* _Records to process_:

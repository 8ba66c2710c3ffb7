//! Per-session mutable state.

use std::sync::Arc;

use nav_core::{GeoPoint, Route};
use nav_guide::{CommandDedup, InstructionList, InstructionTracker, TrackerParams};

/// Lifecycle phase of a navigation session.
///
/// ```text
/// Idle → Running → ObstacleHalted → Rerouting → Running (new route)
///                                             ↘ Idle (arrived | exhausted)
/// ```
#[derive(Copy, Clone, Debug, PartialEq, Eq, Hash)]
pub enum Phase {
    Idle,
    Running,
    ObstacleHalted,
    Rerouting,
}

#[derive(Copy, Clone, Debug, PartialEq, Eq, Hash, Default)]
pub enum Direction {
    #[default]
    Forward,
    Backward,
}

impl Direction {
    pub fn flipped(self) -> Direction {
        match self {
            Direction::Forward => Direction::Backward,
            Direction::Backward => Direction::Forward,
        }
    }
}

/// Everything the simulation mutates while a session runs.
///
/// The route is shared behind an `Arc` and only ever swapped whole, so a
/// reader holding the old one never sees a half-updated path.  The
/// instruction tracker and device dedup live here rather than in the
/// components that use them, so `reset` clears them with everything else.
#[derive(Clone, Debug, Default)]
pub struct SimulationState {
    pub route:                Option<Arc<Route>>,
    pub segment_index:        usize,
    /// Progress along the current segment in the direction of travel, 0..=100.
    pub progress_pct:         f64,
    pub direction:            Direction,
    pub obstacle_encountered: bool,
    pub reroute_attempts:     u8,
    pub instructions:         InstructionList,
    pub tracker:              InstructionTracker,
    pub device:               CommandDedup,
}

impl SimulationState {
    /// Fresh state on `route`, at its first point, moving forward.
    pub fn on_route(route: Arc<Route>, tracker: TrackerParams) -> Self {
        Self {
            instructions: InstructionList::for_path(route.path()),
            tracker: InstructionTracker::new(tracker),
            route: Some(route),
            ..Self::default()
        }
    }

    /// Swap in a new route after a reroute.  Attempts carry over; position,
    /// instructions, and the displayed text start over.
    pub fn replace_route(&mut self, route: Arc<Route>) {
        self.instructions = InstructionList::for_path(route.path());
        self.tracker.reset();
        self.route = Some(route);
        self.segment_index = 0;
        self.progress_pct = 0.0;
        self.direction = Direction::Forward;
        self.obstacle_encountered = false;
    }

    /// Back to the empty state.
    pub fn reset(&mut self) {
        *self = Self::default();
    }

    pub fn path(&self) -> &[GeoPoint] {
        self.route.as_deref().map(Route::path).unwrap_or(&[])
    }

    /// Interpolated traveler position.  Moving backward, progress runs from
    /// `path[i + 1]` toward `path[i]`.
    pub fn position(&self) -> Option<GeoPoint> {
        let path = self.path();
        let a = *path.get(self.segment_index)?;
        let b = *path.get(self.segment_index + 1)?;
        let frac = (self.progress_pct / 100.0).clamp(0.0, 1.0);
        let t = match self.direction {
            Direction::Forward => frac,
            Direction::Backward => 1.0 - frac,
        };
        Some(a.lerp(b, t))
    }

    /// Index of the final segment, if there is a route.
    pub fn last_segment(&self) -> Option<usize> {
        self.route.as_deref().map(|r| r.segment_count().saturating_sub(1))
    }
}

* _Exercise_: Faithfully reproduce all of the records, character for character.

* _The completed task_:
repository 8ba66c2710c3ffb7
//! Per-session mutable state.

use std::sync::Arc;

use nav_core::{GeoPoint, Route};
use nav_guide::{CommandDedup, InstructionList, InstructionTracker, TrackerParams};

/// Lifecycle phase of a navigation session.
///
/// ```text
/// Idle → Running → ObstacleHalted → Rerouting → Running (new route)
///                                             ↘ Idle (arrived | exhausted)
/// ```
#[derive(Copy, Clone, Debug, PartialEq, Eq, Hash)]
pub enum Phase {
    Idle,
    Running,
    ObstacleHalted,
    Rerouting,
}

#[derive(Copy, Clone, Debug, PartialEq, Eq, Hash, Default)]
pub enum Direction {
    #[default]
    Forward,
    Backward,
}

impl Direction {
    pub fn flipped(self) -> Direction {
        match self {
            Direction::Forward => Direction::Backward,
            Direction::Backward => Direction::Forward,
        }
    }
}

/// Everything the simulation mutates while a session runs.
///
/// The route is shared behind an `Arc` and only ever swapped whole, so a
/// reader holding the old one never sees a half-updated path.  The
/// instruction tracker and device dedup live here rather than in the
/// components that use them, so `reset` clears them with everything else.
#[derive(Clone, Debug, Default)]
pub struct SimulationState {
    pub route:                Option<Arc<Route>>,
    pub segment_index:        usize,
    /// Progress along the current segment in the direction of travel, 0..=100.
    pub progress_pct:         f64,
    pub direction:            Direction,
    pub obstacle_encountered: bool,
    pub reroute_attempts:     u8,
    pub instructions:         InstructionList,
    pub tracker:              InstructionTracker,
    pub device:               CommandDedup,
}

impl SimulationState {
    /// Fresh state on `route`, at its first point, moving forward.
    pub fn on_route(route: Arc<Route>, tracker: TrackerParams) -> Self {
        Self {
            instructions: InstructionList::for_path(route.path()),
            tracker: InstructionTracker::new(tracker),
            route: Some(route),
            ..Self::default()
        }
    }

    /// Swap in a new route after a reroute.  Attempts carry over; position,
    /// instructions, and the displayed text start over.
    pub fn replace_route(&mut self, route: Arc<Route>) {
        self.instructions = InstructionList::for_path(route.path());
        self.tracker.reset();
        self.route = Some(route);
        self.segment_index = 0;
        self.progress_pct = 0.0;
        self.direction = Direction::Forward;
        self.obstacle_encountered = false;
    }

    /// Back to the empty state.
    pub fn reset(&mut self) {
        *self = Self::default();
    }

    pub fn path(&self) -> &[GeoPoint] {
        self.route.as_deref().map(Route::path).unwrap_or(&[])
    }

    /// Interpolated traveler position.  Moving backward, progress runs from
    /// `path[i + 1]` toward `path[i]`.
    pub fn position(&self) -> Option<GeoPoint> {
        let path = self.path();
        let a = *path.get(self.segment_index)?;
        let b = *path.get(self.segment_index + 1)?;
        let frac = (self.progress_pct / 100.0).clamp(0.0, 1.0);
        let t = match self.direction {
            Direction::Forward => frac,
            Direction::Backward => 1.0 - frac,
        };
        Some(a.lerp(b, t))
    }

    /// Index of the final segment, if there is a route.
    pub fn last_segment(&self) -> Option<usize> {
        self.route.as_deref().map(|r| r.segment_count().saturating_sub(1))
    }
}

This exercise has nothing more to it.